RECORDS SUPPLIED ->
>>

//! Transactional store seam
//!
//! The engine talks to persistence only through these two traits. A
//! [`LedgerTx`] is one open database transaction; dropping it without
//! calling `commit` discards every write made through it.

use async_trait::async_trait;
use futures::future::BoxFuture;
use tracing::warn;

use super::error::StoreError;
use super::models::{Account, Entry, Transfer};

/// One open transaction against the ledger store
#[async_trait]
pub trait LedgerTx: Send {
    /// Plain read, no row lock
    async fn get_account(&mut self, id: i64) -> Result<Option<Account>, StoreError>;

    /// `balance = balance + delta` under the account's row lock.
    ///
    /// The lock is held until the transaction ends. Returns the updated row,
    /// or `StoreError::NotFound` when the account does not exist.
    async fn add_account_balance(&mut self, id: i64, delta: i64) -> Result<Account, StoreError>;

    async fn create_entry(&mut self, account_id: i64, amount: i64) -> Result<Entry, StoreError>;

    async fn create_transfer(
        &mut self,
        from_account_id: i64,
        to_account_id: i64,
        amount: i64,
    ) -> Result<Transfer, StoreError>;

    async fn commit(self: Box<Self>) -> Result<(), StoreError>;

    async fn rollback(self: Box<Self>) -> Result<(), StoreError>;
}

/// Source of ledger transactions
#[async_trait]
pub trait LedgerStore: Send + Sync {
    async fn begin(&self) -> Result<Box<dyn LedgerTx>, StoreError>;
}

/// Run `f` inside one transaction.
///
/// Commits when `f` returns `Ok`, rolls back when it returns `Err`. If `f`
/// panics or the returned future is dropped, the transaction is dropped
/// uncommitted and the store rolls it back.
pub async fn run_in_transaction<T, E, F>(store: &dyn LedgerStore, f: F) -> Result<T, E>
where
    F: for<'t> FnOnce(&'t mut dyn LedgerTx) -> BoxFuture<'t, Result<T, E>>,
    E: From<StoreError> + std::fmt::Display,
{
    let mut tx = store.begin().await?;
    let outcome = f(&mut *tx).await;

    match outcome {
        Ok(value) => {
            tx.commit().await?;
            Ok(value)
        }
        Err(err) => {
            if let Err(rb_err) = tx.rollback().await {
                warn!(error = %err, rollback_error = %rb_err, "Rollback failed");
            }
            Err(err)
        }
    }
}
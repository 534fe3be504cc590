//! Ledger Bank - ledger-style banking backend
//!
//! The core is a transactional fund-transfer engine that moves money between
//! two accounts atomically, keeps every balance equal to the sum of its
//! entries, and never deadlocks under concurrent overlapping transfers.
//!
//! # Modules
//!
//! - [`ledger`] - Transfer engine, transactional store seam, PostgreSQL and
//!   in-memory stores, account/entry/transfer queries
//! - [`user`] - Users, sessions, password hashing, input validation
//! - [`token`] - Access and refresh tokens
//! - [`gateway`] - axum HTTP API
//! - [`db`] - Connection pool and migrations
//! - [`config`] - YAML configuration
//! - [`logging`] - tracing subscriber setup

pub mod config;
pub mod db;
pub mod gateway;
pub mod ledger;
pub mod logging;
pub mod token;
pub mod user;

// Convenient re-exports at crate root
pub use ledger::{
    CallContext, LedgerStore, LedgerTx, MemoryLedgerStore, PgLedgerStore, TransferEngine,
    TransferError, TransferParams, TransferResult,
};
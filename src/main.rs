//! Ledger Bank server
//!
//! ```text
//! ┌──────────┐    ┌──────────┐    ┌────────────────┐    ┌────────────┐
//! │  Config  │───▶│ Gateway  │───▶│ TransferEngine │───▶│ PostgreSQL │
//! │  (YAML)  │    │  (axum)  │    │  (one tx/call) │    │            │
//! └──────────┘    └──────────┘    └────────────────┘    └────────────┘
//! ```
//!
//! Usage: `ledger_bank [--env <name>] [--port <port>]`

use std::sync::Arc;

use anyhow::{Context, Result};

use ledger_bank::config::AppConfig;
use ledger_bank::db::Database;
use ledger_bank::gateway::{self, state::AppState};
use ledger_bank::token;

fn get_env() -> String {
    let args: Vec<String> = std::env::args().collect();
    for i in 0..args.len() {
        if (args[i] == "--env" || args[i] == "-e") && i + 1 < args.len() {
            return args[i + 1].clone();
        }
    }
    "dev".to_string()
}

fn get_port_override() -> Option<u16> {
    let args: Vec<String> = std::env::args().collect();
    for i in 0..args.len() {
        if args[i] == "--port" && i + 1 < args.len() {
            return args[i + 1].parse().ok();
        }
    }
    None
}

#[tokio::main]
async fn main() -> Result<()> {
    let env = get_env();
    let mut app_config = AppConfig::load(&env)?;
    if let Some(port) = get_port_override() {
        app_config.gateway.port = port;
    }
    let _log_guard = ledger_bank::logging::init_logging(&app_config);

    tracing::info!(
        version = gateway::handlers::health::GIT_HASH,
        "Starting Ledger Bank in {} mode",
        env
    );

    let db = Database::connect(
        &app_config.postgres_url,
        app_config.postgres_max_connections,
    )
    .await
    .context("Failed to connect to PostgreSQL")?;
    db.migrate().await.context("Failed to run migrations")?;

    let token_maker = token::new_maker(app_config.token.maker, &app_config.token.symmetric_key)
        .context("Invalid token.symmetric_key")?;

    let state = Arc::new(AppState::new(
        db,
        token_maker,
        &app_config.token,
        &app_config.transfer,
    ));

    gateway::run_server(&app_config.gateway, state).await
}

<<

Find "the ledger store" in the entries above and copy that whole line exactly, then each line after it through the line that contains "let outcome = f(&mut *tx).await;".

/// One open transaction against the ledger store
#[async_trait]
pub trait LedgerTx: Send {
    /// Plain read, no row lock
    async fn get_account(&mut self, id: i64) -> Result<Option<Account>, StoreError>;

    /// `balance = balance + delta` under the account's row lock.
    ///
    /// The lock is held until the transaction ends. Returns the updated row,
    /// or `StoreError::NotFound` when the account does not exist.
    async fn add_account_balance(&mut self, id: i64, delta: i64) -> Result<Account, StoreError>;

    async fn create_entry(&mut self, account_id: i64, amount: i64) -> Result<Entry, StoreError>;

    async fn create_transfer(
        &mut self,
        from_account_id: i64,
        to_account_id: i64,
        amount: i64,
    ) -> Result<Transfer, StoreError>;

    async fn commit(self: Box<Self>) -> Result<(), StoreError>;

    async fn rollback(self: Box<Self>) -> Result<(), StoreError>;
}

/// Source of ledger transactions
#[async_trait]
pub trait LedgerStore: Send + Sync {
    async fn begin(&self) -> Result<Box<dyn LedgerTx>, StoreError>;
}

/// Run `f` inside one transaction.
///
/// Commits when `f` returns `Ok`, rolls back when it returns `Err`. If `f`
/// panics or the returned future is dropped, the transaction is dropped
/// uncommitted and the store rolls it back.
pub async fn run_in_transaction<T, E, F>(store: &dyn LedgerStore, f: F) -> Result<T, E>
where
    F: for<'t> FnOnce(&'t mut dyn LedgerTx) -> BoxFuture<'t, Result<T, E>>,
    E: From<StoreError> + std::fmt::Display,
{
    let mut tx = store.begin().await?;
    let outcome = f(&mut *tx).await;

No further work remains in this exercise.